Task instructions ->
The required answer is the count of lines in the records that contain "ConfigError", with no other text.

Stored data entries
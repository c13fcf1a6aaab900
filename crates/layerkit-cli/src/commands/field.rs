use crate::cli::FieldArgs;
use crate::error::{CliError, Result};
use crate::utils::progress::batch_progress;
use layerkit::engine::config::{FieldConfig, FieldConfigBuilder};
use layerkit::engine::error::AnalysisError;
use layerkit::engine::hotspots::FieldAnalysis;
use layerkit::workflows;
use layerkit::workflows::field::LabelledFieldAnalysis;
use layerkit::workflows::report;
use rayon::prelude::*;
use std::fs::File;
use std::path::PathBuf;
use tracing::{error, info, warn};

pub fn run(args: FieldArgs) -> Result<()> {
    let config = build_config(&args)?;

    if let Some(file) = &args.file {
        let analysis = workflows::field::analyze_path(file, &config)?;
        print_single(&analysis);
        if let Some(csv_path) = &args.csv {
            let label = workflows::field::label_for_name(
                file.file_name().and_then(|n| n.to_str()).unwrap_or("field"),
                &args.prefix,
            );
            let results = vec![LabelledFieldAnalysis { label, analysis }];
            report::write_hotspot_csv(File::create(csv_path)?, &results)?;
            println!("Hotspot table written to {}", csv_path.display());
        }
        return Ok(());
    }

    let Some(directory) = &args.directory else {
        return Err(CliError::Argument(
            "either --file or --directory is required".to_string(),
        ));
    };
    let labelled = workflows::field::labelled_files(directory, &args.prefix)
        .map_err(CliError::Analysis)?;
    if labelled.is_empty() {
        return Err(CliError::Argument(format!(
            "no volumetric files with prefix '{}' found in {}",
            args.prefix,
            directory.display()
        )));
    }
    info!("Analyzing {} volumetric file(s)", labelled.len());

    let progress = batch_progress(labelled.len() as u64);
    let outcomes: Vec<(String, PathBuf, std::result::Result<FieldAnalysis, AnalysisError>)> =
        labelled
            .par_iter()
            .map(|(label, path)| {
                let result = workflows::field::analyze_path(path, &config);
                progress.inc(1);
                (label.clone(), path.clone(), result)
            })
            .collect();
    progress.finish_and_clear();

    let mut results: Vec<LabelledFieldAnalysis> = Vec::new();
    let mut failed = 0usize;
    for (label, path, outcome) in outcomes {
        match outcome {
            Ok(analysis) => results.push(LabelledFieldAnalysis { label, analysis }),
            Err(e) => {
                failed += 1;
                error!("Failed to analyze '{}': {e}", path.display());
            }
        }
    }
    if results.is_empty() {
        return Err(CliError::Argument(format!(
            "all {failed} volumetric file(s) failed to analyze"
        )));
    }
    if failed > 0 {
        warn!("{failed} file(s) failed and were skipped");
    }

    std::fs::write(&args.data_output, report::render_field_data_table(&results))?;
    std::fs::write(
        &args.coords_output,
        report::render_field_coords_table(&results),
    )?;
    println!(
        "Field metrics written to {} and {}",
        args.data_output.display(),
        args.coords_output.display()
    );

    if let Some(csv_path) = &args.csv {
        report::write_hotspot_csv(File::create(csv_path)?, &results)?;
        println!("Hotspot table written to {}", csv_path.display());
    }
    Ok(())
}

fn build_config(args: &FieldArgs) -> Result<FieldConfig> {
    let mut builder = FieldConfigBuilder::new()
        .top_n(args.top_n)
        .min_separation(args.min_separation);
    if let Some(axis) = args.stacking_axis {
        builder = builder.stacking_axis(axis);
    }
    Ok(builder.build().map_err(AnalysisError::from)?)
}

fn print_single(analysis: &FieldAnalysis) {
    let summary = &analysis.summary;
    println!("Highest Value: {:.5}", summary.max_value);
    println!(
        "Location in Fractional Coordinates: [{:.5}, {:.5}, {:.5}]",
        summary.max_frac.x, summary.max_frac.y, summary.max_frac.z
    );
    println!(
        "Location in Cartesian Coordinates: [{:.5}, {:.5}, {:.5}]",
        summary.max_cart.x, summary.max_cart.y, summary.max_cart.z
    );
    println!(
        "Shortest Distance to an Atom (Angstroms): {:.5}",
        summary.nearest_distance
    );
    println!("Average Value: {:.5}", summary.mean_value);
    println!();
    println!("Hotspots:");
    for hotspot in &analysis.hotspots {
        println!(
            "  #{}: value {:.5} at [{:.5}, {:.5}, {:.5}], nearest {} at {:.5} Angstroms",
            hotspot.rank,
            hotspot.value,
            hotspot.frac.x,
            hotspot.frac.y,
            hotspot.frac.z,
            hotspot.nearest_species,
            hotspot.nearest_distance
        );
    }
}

* * *

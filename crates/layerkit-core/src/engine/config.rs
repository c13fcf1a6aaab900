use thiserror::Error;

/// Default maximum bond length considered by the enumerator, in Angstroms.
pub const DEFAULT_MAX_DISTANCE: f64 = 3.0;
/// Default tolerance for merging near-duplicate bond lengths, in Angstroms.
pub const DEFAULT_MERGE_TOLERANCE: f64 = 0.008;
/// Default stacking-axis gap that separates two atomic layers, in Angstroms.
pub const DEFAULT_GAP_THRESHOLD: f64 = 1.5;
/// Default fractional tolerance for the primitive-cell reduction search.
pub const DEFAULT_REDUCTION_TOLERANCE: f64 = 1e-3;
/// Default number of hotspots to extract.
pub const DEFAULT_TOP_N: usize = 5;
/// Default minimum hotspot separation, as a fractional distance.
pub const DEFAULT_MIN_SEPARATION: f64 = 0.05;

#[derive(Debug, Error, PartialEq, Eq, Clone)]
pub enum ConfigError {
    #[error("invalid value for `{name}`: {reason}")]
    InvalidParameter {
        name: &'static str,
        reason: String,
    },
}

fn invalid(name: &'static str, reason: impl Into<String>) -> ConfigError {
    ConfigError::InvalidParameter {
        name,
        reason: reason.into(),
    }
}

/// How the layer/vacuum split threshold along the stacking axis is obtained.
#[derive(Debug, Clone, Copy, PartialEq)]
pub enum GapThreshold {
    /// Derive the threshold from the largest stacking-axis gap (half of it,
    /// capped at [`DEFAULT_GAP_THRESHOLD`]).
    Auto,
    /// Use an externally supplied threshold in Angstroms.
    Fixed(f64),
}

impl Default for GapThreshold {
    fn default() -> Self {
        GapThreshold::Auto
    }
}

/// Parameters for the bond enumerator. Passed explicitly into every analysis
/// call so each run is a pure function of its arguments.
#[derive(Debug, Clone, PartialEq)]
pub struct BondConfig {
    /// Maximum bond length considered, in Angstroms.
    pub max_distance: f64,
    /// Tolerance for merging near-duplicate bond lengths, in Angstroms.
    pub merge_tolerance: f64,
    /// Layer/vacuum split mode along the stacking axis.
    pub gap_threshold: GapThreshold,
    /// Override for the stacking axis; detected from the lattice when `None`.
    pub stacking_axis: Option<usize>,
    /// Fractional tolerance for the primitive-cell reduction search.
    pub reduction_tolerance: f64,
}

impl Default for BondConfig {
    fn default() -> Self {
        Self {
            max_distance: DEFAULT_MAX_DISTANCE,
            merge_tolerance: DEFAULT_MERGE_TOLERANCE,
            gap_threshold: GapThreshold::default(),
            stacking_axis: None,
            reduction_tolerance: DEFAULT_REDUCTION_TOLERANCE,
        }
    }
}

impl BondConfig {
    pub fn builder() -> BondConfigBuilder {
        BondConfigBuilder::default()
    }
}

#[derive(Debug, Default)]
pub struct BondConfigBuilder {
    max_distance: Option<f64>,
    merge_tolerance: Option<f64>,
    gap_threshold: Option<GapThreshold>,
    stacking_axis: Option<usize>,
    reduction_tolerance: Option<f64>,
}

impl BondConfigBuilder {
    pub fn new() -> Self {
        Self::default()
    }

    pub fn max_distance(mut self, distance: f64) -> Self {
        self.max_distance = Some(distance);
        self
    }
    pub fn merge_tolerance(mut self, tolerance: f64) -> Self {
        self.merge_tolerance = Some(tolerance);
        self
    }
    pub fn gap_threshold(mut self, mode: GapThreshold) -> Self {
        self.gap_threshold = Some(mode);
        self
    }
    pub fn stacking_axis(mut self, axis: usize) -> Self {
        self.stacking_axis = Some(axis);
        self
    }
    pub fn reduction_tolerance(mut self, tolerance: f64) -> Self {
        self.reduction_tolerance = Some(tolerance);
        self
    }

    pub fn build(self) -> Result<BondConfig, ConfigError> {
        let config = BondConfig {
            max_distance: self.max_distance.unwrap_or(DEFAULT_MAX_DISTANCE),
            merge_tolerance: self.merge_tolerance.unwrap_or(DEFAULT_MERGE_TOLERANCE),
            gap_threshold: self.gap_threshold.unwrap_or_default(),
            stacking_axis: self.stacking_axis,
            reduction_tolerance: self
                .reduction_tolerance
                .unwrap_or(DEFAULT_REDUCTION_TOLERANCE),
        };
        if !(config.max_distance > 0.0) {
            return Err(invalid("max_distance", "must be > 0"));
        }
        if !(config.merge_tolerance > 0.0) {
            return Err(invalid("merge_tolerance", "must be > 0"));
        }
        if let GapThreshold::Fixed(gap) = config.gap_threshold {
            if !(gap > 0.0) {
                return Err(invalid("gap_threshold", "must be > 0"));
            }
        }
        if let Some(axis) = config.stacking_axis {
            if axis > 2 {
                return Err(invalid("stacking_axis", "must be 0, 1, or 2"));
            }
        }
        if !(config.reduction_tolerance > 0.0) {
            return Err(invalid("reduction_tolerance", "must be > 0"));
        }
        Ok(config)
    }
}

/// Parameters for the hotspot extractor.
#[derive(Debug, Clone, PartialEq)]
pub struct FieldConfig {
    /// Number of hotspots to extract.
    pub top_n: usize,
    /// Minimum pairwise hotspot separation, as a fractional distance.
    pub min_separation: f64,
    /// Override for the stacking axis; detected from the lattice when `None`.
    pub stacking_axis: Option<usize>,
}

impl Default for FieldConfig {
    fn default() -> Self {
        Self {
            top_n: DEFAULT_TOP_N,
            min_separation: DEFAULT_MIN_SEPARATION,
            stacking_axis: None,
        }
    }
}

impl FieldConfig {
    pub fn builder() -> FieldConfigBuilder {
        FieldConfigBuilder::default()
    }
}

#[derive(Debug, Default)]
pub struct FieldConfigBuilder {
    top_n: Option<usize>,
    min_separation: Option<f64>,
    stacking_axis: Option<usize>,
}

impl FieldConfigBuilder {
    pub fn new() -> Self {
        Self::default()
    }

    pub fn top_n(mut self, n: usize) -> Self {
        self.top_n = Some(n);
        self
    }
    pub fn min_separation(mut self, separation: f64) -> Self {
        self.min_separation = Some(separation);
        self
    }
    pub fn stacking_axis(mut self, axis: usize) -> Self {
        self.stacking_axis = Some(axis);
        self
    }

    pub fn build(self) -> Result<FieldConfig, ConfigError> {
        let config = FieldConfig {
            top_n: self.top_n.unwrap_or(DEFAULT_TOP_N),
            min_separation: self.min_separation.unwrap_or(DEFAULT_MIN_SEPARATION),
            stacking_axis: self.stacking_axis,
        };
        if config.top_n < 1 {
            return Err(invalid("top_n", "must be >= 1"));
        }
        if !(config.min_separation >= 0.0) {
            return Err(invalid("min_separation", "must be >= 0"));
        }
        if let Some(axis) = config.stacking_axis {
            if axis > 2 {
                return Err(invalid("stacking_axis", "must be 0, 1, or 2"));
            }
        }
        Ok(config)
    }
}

Solution for this task ->
5